TASK DATA -

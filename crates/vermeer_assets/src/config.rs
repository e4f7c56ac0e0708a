//! Pipeline configuration.

use derive_getters::Getters;
use derive_setters::Setters;
use serde::{Deserialize, Serialize};
use std::time::Duration;

/// Pre-transmission JPEG compression settings.
#[derive(Debug, Clone, Copy, PartialEq, Eq, Serialize, Deserialize, Getters, Setters)]
#[setters(prefix = "with_")]
pub struct CompressionConfig {
    /// Whether fetched images are re-encoded as JPEG before use
    #[serde(default)]
    enabled: bool,
    /// JPEG quality, 1 to 100
    #[serde(default = "default_quality")]
    quality: u8,
}

impl CompressionConfig {
    /// Compression turned on at `quality`, clamped to 1..=100.
    pub fn enabled_with_quality(quality: u8) -> Self {
        Self {
            enabled: true,
            quality: quality.clamp(1, 100),
        }
    }

    /// Quality clamped to the valid JPEG range.
    pub fn effective_quality(&self) -> u8 {
        self.quality.clamp(1, 100)
    }
}

impl Default for CompressionConfig {
    fn default() -> Self {
        Self {
            enabled: false,
            quality: default_quality(),
        }
    }
}

fn default_quality() -> u8 {
    75
}

/// URL validation settings.
#[derive(Debug, Clone, PartialEq, Eq, Serialize, Deserialize, Getters, Setters)]
#[setters(prefix = "with_")]
pub struct ValidatorConfig {
    /// Schemes accepted for network fetches
    #[serde(default = "default_allowed_schemes")]
    allowed_schemes: Vec<String>,
    /// Schemes treated as object storage and exempt from network checks
    #[serde(default = "default_object_storage_schemes")]
    object_storage_schemes: Vec<String>,
}

impl Default for ValidatorConfig {
    fn default() -> Self {
        Self {
            allowed_schemes: default_allowed_schemes(),
            object_storage_schemes: default_object_storage_schemes(),
        }
    }
}

fn default_allowed_schemes() -> Vec<String> {
    vec!["http".to_string(), "https".to_string()]
}

fn default_object_storage_schemes() -> Vec<String> {
    vec!["gs".to_string(), "s3".to_string()]
}

/// HTTP fetch limits for [`crate::ReqwestFetcher`].
#[derive(Debug, Clone, Copy, PartialEq, Eq, Serialize, Deserialize, Getters, Setters)]
#[setters(prefix = "with_")]
pub struct FetchConfig {
    /// Whole-request timeout in seconds
    #[serde(default = "default_timeout_secs")]
    timeout_secs: u64,
    /// Largest accepted payload in bytes
    #[serde(default = "default_max_bytes")]
    max_bytes: usize,
}

impl FetchConfig {
    /// Timeout as a duration.
    pub fn timeout(&self) -> Duration {
        Duration::from_secs(self.timeout_secs)
    }
}

impl Default for FetchConfig {
    fn default() -> Self {
        Self {
            timeout_secs: default_timeout_secs(),
            max_bytes: default_max_bytes(),
        }
    }
}

fn default_timeout_secs() -> u64 {
    30
}

fn default_max_bytes() -> usize {
    20 * 1024 * 1024
}

/// Settings for [`crate::AssetPipeline`].
#[derive(Debug, Clone, PartialEq, Eq, Serialize, Deserialize, Getters, Setters)]
#[setters(prefix = "with_")]
pub struct PipelineConfig {
    /// TTL for both cache namespaces
    #[serde(default = "default_cache_ttl_secs")]
    cache_ttl_secs: u64,
    /// Compression settings
    #[serde(default)]
    compression: CompressionConfig,
    /// URL validation settings
    #[serde(default)]
    validator: ValidatorConfig,
}

impl PipelineConfig {
    /// Cache TTL as a duration.
    pub fn cache_ttl(&self) -> Duration {
        Duration::from_secs(self.cache_ttl_secs)
    }
}

impl Default for PipelineConfig {
    fn default() -> Self {
        Self {
            cache_ttl_secs: default_cache_ttl_secs(),
            compression: CompressionConfig::default(),
            validator: ValidatorConfig::default(),
        }
    }
}

fn default_cache_ttl_secs() -> u64 {
    3600
}
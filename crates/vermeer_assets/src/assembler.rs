//! Best-effort conversion of references into request parts.

use crate::{AssetSource, is_image_mime, sniff_mime};
use std::time::Duration;
use tracing::{debug, instrument, warn};
use vermeer_cache::TypedCache;
use vermeer_core::{Part, RequestContext};
use vermeer_error::{AssetError, AssetErrorKind};

/// Builds generation parts from references, cheapest source first.
///
/// A reference that cannot be used is logged and dropped; it never fails the
/// batch.
#[derive(Debug, Clone)]
pub struct PartAssembler {
    source: AssetSource,
    cache: TypedCache,
    ttl: Duration,
}

impl PartAssembler {
    /// Create an assembler that caches fetched bytes for `ttl`.
    pub fn new(source: AssetSource, cache: TypedCache, ttl: Duration) -> Self {
        Self { source, cache, ttl }
    }

    /// Produce at most one part for `source_uri`.
    ///
    /// Priority: a live remote handle, then cached bytes, then a fresh
    /// validated fetch whose bytes are cached on success. Blank URIs yield
    /// `None` without being treated as failures.
    #[instrument(skip(self, ctx))]
    pub async fn prepare(&self, ctx: &RequestContext, source_uri: &str) -> Option<Part> {
        if source_uri.trim().is_empty() {
            debug!("Skipping blank reference");
            return None;
        }

        let handle = match ctx.run(self.cache.handle(source_uri)).await {
            Ok(handle) => handle,
            Err(reason) => return skip(source_uri, &AssetError::from(reason)),
        };
        if let Some(handle) = handle {
            return Some(handle.to_part());
        }

        let cached = match ctx.run(self.cache.bytes(source_uri)).await {
            Ok(cached) => cached,
            Err(reason) => return skip(source_uri, &AssetError::from(reason)),
        };
        if let Some(data) = cached {
            let mime_type = sniff_mime(&data);
            if !is_image_mime(mime_type) {
                let error = AssetError::new(AssetErrorKind::UnsupportedContent(mime_type.to_string()));
                return skip(source_uri, &error);
            }
            return Some(Part::InlineImage {
                mime_type: mime_type.to_string(),
                data,
            });
        }

        let reference = self.source.classify(source_uri);
        let acquired = match self.source.acquire(ctx, &reference).await {
            Ok(acquired) => acquired,
            Err(e) => return skip(source_uri, &e),
        };
        let (data, mime_type) = acquired.into_parts();

        if let Err(reason) = ctx
            .run(self.cache.put_bytes(source_uri, data.clone(), self.ttl))
            .await
        {
            // The bytes are in hand; only the cache write was cut short.
            debug!(%reason, "Cache write interrupted");
        }

        Some(Part::InlineImage {
            mime_type: mime_type.to_string(),
            data,
        })
    }

    /// Text part followed by one part per usable reference, in caller order.
    #[instrument(skip(self, ctx, prompt, source_uris), fields(references = source_uris.len()))]
    pub async fn assemble<S>(&self, ctx: &RequestContext, prompt: &str, source_uris: &[S]) -> Vec<Part>
    where
        S: AsRef<str> + Sync,
    {
        let mut parts = Vec::with_capacity(source_uris.len() + 1);
        parts.push(Part::Text(prompt.to_string()));
        for uri in source_uris {
            if let Some(part) = self.prepare(ctx, uri.as_ref()).await {
                parts.push(part);
            }
        }
        debug!(images = parts.len() - 1, "Assembled parts");
        parts
    }
}

fn skip(source_uri: &str, error: &AssetError) -> Option<Part> {
    match error.kind() {
        AssetErrorKind::Interrupted(reason) => {
            warn!(source_uri, %reason, "Dropping reference after interruption");
        }
        kind => warn!(source_uri, error = %kind, "Dropping unusable reference"),
    }
    None
}
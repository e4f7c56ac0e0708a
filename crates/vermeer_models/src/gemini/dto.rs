//! Wire types for the Generative Language REST API.

use serde::{Deserialize, Serialize};

/// Body of a `models/{model}:generateContent` call.
#[derive(Debug, Clone, PartialEq, Serialize)]
#[serde(rename_all = "camelCase")]
pub struct GenerateContentRequest {
    /// Conversation turns; a single user turn here
    pub contents: Vec<WireContent>,
    /// System instruction
    #[serde(skip_serializing_if = "Option::is_none")]
    pub system_instruction: Option<WireContent>,
    /// Output settings
    pub generation_config: GenerationConfig,
}

/// One turn of content.
#[derive(Debug, Clone, Default, PartialEq, Serialize, Deserialize)]
#[serde(rename_all = "camelCase")]
pub struct WireContent {
    /// Author role
    #[serde(default, skip_serializing_if = "Option::is_none")]
    pub role: Option<String>,
    /// Ordered parts
    #[serde(default)]
    pub parts: Vec<WirePart>,
}

/// A single part; exactly one field is set.
#[derive(Debug, Clone, Default, PartialEq, Serialize, Deserialize)]
#[serde(rename_all = "camelCase")]
pub struct WirePart {
    /// Text
    #[serde(default, skip_serializing_if = "Option::is_none")]
    pub text: Option<String>,
    /// Base64 bytes
    #[serde(default, skip_serializing_if = "Option::is_none")]
    pub inline_data: Option<WireBlob>,
    /// Reference to an uploaded file
    #[serde(default, skip_serializing_if = "Option::is_none")]
    pub file_data: Option<WireFileData>,
}

/// Inline bytes, base64 encoded on the wire.
#[derive(Debug, Clone, PartialEq, Eq, Serialize, Deserialize)]
#[serde(rename_all = "camelCase")]
pub struct WireBlob {
    /// MIME type
    pub mime_type: String,
    /// Base64 payload
    pub data: String,
}

/// Reference to a file uploaded through the Files API.
#[derive(Debug, Clone, PartialEq, Eq, Serialize, Deserialize)]
#[serde(rename_all = "camelCase")]
pub struct WireFileData {
    /// MIME type of the file
    #[serde(default, skip_serializing_if = "Option::is_none")]
    pub mime_type: Option<String>,
    /// File URI returned by the upload
    pub file_uri: String,
}

/// `generationConfig` block.
#[derive(Debug, Clone, PartialEq, Eq, Serialize)]
#[serde(rename_all = "camelCase")]
pub struct GenerationConfig {
    /// Requested output modalities
    pub response_modalities: Vec<String>,
    /// Sampling seed
    #[serde(skip_serializing_if = "Option::is_none")]
    pub seed: Option<i32>,
    /// Image output settings
    #[serde(skip_serializing_if = "Option::is_none")]
    pub image_config: Option<ImageConfig>,
}

/// `imageConfig` block.
#[derive(Debug, Clone, PartialEq, Eq, Serialize)]
#[serde(rename_all = "camelCase")]
pub struct ImageConfig {
    /// Aspect ratio such as `16:9`
    pub aspect_ratio: String,
}

/// Body returned by `generateContent`.
#[derive(Debug, Clone, Default, PartialEq, Deserialize)]
#[serde(rename_all = "camelCase")]
pub struct GenerateContentResponse {
    /// Candidates, best first
    #[serde(default)]
    pub candidates: Vec<WireCandidate>,
    /// Feedback about the prompt
    #[serde(default)]
    pub prompt_feedback: Option<WirePromptFeedback>,
}

/// One candidate.
#[derive(Debug, Clone, Default, PartialEq, Deserialize)]
#[serde(rename_all = "camelCase")]
pub struct WireCandidate {
    /// Generated content
    #[serde(default)]
    pub content: Option<WireContent>,
    /// Why generation stopped
    #[serde(default)]
    pub finish_reason: Option<String>,
}

/// Prompt-level feedback.
#[derive(Debug, Clone, Default, PartialEq, Eq, Deserialize)]
#[serde(rename_all = "camelCase")]
pub struct WirePromptFeedback {
    /// Why the prompt was blocked
    #[serde(default)]
    pub block_reason: Option<String>,
}

/// Metadata sent when starting a resumable upload.
#[derive(Debug, Clone, Serialize)]
pub(crate) struct UploadStartRequest<'a> {
    pub file: UploadFileMetadata<'a>,
}

#[derive(Debug, Clone, Serialize)]
pub(crate) struct UploadFileMetadata<'a> {
    pub display_name: &'a str,
}

/// Body returned when an upload is finalized.
#[derive(Debug, Clone, Deserialize)]
pub(crate) struct UploadResponse {
    pub file: RemoteFile,
}

#[derive(Debug, Clone, Deserialize)]
pub(crate) struct RemoteFile {
    pub name: String,
    pub uri: String,
}

/// Error envelope used by the API.
#[derive(Debug, Clone, Deserialize)]
pub(crate) struct ApiErrorBody {
    pub error: ApiErrorDetail,
}

#[derive(Debug, Clone, Deserialize)]
pub(crate) struct ApiErrorDetail {
    #[serde(default)]
    pub message: String,
    #[serde(default)]
    pub status: Option<String>,
}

WORK REQUIRED - Whenever a line of the data includes "WirePart", copy that line.

TASK ANSWER -
    pub parts: Vec<WirePart>,
pub struct WirePart {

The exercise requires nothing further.